Argued December 5, 1995
Decided June 13, 1996 *
517 U.S. 899



Earlier in this case, in Shaw v. Reno, 509 U.S. 630, this Court held that appellants, whose complaint alleged that North Carolina had deliberately segregated voters by race when it created two bizarre-looking majority black congressional districts, Districts 1 and 12, had stated a claim for relief under the Equal Protection Clause of the Fourteenth Amendment. The Court remanded for further consideration by the District Court, which held that, although the North Carolina redistricting plan did classify voters by race, the classification survived strict scrutiny, and therefore was constitutional because it was narrowly tailored to further the State’s compelling interests in complying with §§ 2 and 5 of the Voting Rights Act of 1965.

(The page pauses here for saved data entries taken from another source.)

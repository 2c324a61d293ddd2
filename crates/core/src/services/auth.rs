//! Token issuance and verification.

use chrono::{Duration, Utc};
use fixit_common::{AppError, AppResult, config::AuthConfig};
use fixit_db::entities::user::{self, Role};
use jsonwebtoken::{Algorithm, DecodingKey, EncodingKey, Header, Validation, decode, encode};
use serde::{Deserialize, Serialize};

/// Message for a token that fails verification or no longer maps to an active user.
pub const INVALID_TOKEN_MESSAGE: &str = "Token is not valid";

/// Access token claims.
#[derive(Debug, Clone, PartialEq, Eq, Serialize, Deserialize)]
pub struct Claims {
    /// User ID.
    pub sub: String,
    pub role: Role,
    /// Issued at (Unix seconds).
    pub iat: i64,
    /// Expiry (Unix seconds).
    pub exp: i64,
}

/// HS256 bearer tokens.
#[derive(Clone)]
pub struct AuthService {
    encoding: EncodingKey,
    decoding: DecodingKey,
    ttl: Duration,
}

impl AuthService {
    /// Create an auth service from configuration.
    #[must_use]
    pub fn new(config: &AuthConfig) -> Self {
        Self {
            encoding: EncodingKey::from_secret(config.jwt_secret.as_bytes()),
            decoding: DecodingKey::from_secret(config.jwt_secret.as_bytes()),
            ttl: Duration::hours(config.token_ttl_hours),
        }
    }

    /// Issue a token for a user.
    pub fn issue(&self, user: &user::Model) -> AppResult<String> {
        let now = Utc::now();
        let claims = Claims {
            sub: user.id.clone(),
            role: user.role,
            iat: now.timestamp(),
            exp: (now + self.ttl).timestamp(),
        };

        encode(&Header::new(Algorithm::HS256), &claims, &self.encoding)
            .map_err(|e| AppError::Internal(format!("Failed to sign token: {e}")))
    }

    /// Verify signature and expiry.
    pub fn verify(&self, token: &str) -> AppResult<Claims> {
        decode::<Claims>(token, &self.decoding, &Validation::new(Algorithm::HS256))
            .map(|data| data.claims)
            .map_err(|e| {
                tracing::debug!(error = %e, "Rejected access token");
                AppError::Unauthorized(INVALID_TOKEN_MESSAGE.to_string())
            })
    }
}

1. Only the two appellants who live in District 12 have standing to continue this lawsuit, and only with respect to that district. The remaining appellants, who do not reside in either of the challenged districts and have not provided specific evidence that they personally were assigned to their voting districts on the basis of race, lack standing. See United States v. Hays, 515 U.S. 737. P. 904.

2. The North Carolina plan violates the Equal Protection Clause because the State’s reapportionment scheme is not narrowly tailored to serve a compelling state interest. Pp. 904-918.

(a) Strict scrutiny applies when race is the "predominant" consideration in drawing district lines such that "the legislature subordinates race-neutral districting principles . . . to racial considerations." Miller v. Johnson, 515 U.S. 900, 916. The District Court’s finding that the North Carolina General Assembly "deliberately drew" District 12 so that it would have an effective voting majority of black citizens, when read in the light of the evidence as to the district’s shape and demographics and the legislature’s objective, comports with the Miller standard. In order to justify its redistricting plan, therefore, the State must show not only that the plan was in pursuit of a compelling state interest, but also that it was narrowly tailored to achieve that interest. Id. at 920. Pp. 904-908.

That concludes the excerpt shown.